BioWare is one of the gaming industry's most renowned studios, first striking gold in the Dungeons & Dragons-based Baldur's Gate series, and later continuing on to hits like Star Wars: Knights of the Old Republic and Dragon Age. The developer has always put a strong emphasis on writing, in terms of both story and especially characters. Few games can elicit a genuine emotional connection the way a BioWare game can, whether its losing a dear (fictional) friend or consummating a long-simmering (also fictional) romance. And all of it was due to your actions — or at least, the games do a good job of making you think so.

Of all BioWare's franchises, none had quite the impact on critics, fans, and the industry that Mass Effect has. A sweeping space opera filled with action, political intrigue, and very slow elevators, Mass Effect reset the bar for epic storytelling in gaming and garnered some of the highest review scores in history. BioWare and their parent company Electronic Arts are bound to do another entry in the franchise at some point.

But not for a while.

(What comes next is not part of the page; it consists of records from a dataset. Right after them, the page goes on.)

//! Fun commands and easter eggs: sudo, exit, matrix, hack, boot, the
//! exact-phrase overrides, and the slash-prefixed hidden commands.
//!
//! The alarming ones (`rm -rf /`, `/crash`) are theatrics: ordinary
//! successful results wearing alert styling, never part of the real
//! error taxonomy.

use termfolio_types::error::Result;
use termfolio_types::{CommandResult, Effect};

use crate::interpreter::{Command, CommandRegistry, Environment};
use crate::markup::{alert, glitch, span};

/// Register the fun command set, easter eggs included.
pub fn register_fun_commands(reg: &mut CommandRegistry) {
    reg.register(Box::new(SudoCmd));
    reg.register(Box::new(ExitCmd));
    reg.register(Box::new(MatrixCmd { name: "matrix" }));
    reg.register(Box::new(MatrixCmd { name: "/matrix" }));
    reg.register(Box::new(HackCmd { name: "hack" }));
    reg.register(Box::new(HackCmd { name: "/hack" }));
    reg.register(Box::new(BootCmd));
    reg.register(Box::new(CrashCmd));
    reg.register(Box::new(GlitchCmd));
    reg.register(Box::new(CoffeeCmd));
    reg.register(Box::new(RmrfCmd { name: "rm -rf /" }));
    reg.register(Box::new(RmrfCmd {
        name: "sudo rm -rf /",
    }));
}

// ---------------------------------------------------------------------------
// sudo
// ---------------------------------------------------------------------------

struct SudoCmd;
impl Command for SudoCmd {
    fn name(&self) -> &str {
        "sudo"
    }
    fn description(&self) -> &str {
        "Don't even try"
    }
    fn usage(&self) -> &str {
        "sudo"
    }
    fn category(&self) -> &str {
        "fun"
    }
    fn execute(&self, _args: &[&str], _env: &Environment<'_>) -> Result<CommandResult> {
        Ok(CommandResult::rich(span(
            "blink",
            "ACCESS DENIED: Nice try, but you don't have sudo privileges in this terminal.",
        )))
    }
}

// ---------------------------------------------------------------------------
// exit
// ---------------------------------------------------------------------------

struct ExitCmd;
impl Command for ExitCmd {
    fn name(&self) -> &str {
        "exit"
    }
    fn description(&self) -> &str {
        "\"Exit\" the terminal (not really)"
    }
    fn usage(&self) -> &str {
        "exit"
    }
    fn category(&self) -> &str {
        "fun"
    }
    fn execute(&self, _args: &[&str], _env: &Environment<'_>) -> Result<CommandResult> {
        Ok(CommandResult::rich(format!(
            "{}\n\n{}\n{}",
            glitch("Attempting to exit terminal..."),
            span("red", "ERROR: Cannot exit system. This terminal is permanent."),
            span("yellow", "Try switching to a different theme instead."),
        )))
    }
}

// ---------------------------------------------------------------------------
// matrix (and /matrix)
// ---------------------------------------------------------------------------

const MATRIX_RAIN: &str = "\
0010111011100011010101000010101010111001101010011101
1011001101010101001011101010011101010100110101010101
0101010001101010101000010101010111010101100110101010
0110101010101011001101010101010110101010100110010110
0101010101010010101010101110011010101010110101010101
1010110101110101010101010100110101010101011001101010";

struct MatrixCmd {
    name: &'static str,
}
impl Command for MatrixCmd {
    fn name(&self) -> &str {
        self.name
    }
    fn description(&self) -> &str {
        "Activate Matrix effect"
    }
    fn usage(&self) -> &str {
        self.name
    }
    fn category(&self) -> &str {
        "fun"
    }
    fn execute(&self, _args: &[&str], env: &Environment<'_>) -> Result<CommandResult> {
        let first_name = env
            .profile
            .basics
            .name
            .split_whitespace()
            .next()
            .unwrap_or("Neo");
        Ok(CommandResult::rich(span(
            "green",
            &format!(
                "Initiating Matrix protocol...\nSystem override in progress...\n{MATRIX_RAIN}\n\n\
                 Wake up, {first_name}...\nThe Matrix has you...\nFollow the white rabbit...\n\n\
                 Knock, knock."
            ),
        )))
    }
}

// ---------------------------------------------------------------------------
// hack (and /hack)
// ---------------------------------------------------------------------------

struct HackCmd {
    name: &'static str,
}
impl Command for HackCmd {
    fn name(&self) -> &str {
        self.name
    }
    fn description(&self) -> &str {
        "Simulate \"hacking\" a target system"
    }
    fn usage(&self) -> &str {
        "hack [target]"
    }
    fn category(&self) -> &str {
        "fun"
    }
    fn execute(&self, args: &[&str], _env: &Environment<'_>) -> Result<CommandResult> {
        let target = args.first().copied().unwrap_or("mainframe");
        Ok(CommandResult::rich(format!(
            "{}\n\n{}\n{}\n{}\n{}\n{}\n\n{}\n{}",
            glitch(&format!(
                "INITIATING HACK SEQUENCE: {}",
                target.to_uppercase()
            )),
            span("yellow", "Establishing connection..."),
            span("yellow", "Bypassing firewall..."),
            span("yellow", "Cracking encryption..."),
            span("yellow", "Intercepting data packets..."),
            span("green", "Access granted! You're in."),
            span("alert", "WARNING: THIS IS A SIMULATION"),
            span(
                "gray",
                "No actual hacking occurred. This is just a fun terminal feature."
            ),
        ))
        .with_loading())
    }
}

// ---------------------------------------------------------------------------
// boot
// ---------------------------------------------------------------------------

struct BootCmd;
impl Command for BootCmd {
    fn name(&self) -> &str {
        "boot"
    }
    fn description(&self) -> &str {
        "Replay terminal boot sequence"
    }
    fn usage(&self) -> &str {
        "boot"
    }
    fn category(&self) -> &str {
        "fun"
    }
    fn execute(&self, _args: &[&str], _env: &Environment<'_>) -> Result<CommandResult> {
        Ok(CommandResult::text("Initiating boot sequence...")
            .with_effect(Effect::RebootSequence))
    }
}

// ---------------------------------------------------------------------------
// /crash
// ---------------------------------------------------------------------------

struct CrashCmd;
impl Command for CrashCmd {
    fn name(&self) -> &str {
        "/crash"
    }
    fn description(&self) -> &str {
        "Trigger a fake terminal crash"
    }
    fn usage(&self) -> &str {
        "/crash"
    }
    fn category(&self) -> &str {
        "fun"
    }
    fn execute(&self, _args: &[&str], _env: &Environment<'_>) -> Result<CommandResult> {
        Ok(CommandResult::rich(format!(
            "{}\n{}\n{}\n{}\n{}",
            alert("FATAL ERROR: System crash detected"),
            span("red", "ERROR CODE: 0xC000021A"),
            span("yellow", "Attempting recovery..."),
            span("yellow", "..."),
            span("green", "Recovery successful!"),
        )))
    }
}

// ---------------------------------------------------------------------------
// /glitch
// ---------------------------------------------------------------------------

struct GlitchCmd;
impl Command for GlitchCmd {
    fn name(&self) -> &str {
        "/glitch"
    }
    fn description(&self) -> &str {
        "Add glitch effects to terminal"
    }
    fn usage(&self) -> &str {
        "/glitch"
    }
    fn category(&self) -> &str {
        "fun"
    }
    fn execute(&self, _args: &[&str], _env: &Environment<'_>) -> Result<CommandResult> {
        Ok(CommandResult::rich(glitch("GLITCH EFFECT ACTIVATED")))
    }
}

// ---------------------------------------------------------------------------
// sudo make coffee
// ---------------------------------------------------------------------------

const COFFEE_POT: &str = "\
      ( (
       ) )
    ._______.
    |       |]
    \\       /
     `-----'";

struct CoffeeCmd;
impl Command for CoffeeCmd {
    fn name(&self) -> &str {
        "sudo make coffee"
    }
    fn description(&self) -> &str {
        "Attempt to brew coffee"
    }
    fn usage(&self) -> &str {
        "sudo make coffee"
    }
    fn category(&self) -> &str {
        "fun"
    }
    fn execute(&self, _args: &[&str], _env: &Environment<'_>) -> Result<CommandResult> {
        Ok(CommandResult::rich(format!(
            "{}\n{}\n{}\n{}",
            span("yellow", "BREWING COFFEE..."),
            span("cyan", COFFEE_POT),
            span("yellow", "Error: Coffee module not found"),
            "I'm a terminal, not a coffee machine! But maybe we should take a coffee break?",
        )))
    }
}

// ---------------------------------------------------------------------------
// rm -rf / (and the sudo variant)
// ---------------------------------------------------------------------------

struct RmrfCmd {
    name: &'static str,
}
impl Command for RmrfCmd {
    fn name(&self) -> &str {
        self.name
    }
    fn description(&self) -> &str {
        "Don't worry, it's safe!"
    }
    fn usage(&self) -> &str {
        self.name
    }
    fn category(&self) -> &str {
        "fun"
    }
    fn execute(&self, _args: &[&str], _env: &Environment<'_>) -> Result<CommandResult> {
        // Alarming on purpose, but a successful result: alert styling
        // only, no error flag.
        Ok(CommandResult::rich(format!(
            "{}\nAttempting to delete all system files...\n{}\n{}",
            alert("⚠ CRITICAL SYSTEM WARNING ⚠"),
            span("red", "Error: Operation not permitted. Nice try though!"),
            span(
                "gray",
                "For safety reasons, destructive commands are simulated. Your portfolio is safe!"
            ),
        )))
    }
}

There are a number of reasons why EA would want to shelve this beloved franchise for at least a few years, and frankly, a lot of them make good sense. Here's why EA won't release another Mass Effect game — yet.

The elephant in the galaxy

First and foremost: the latest game in the series, Mass Effect: Andromeda, did not reach the heights of its predecessors. In fact, it ended up as one of the worst-reviewed games in BioWare's storied history. The title had a long and tortured development process, resulting in a final product that was scattered and unfocused. The plotlines and character arcs were simply not of the same caliber as games of yore, and the less said about the facial animations, the better.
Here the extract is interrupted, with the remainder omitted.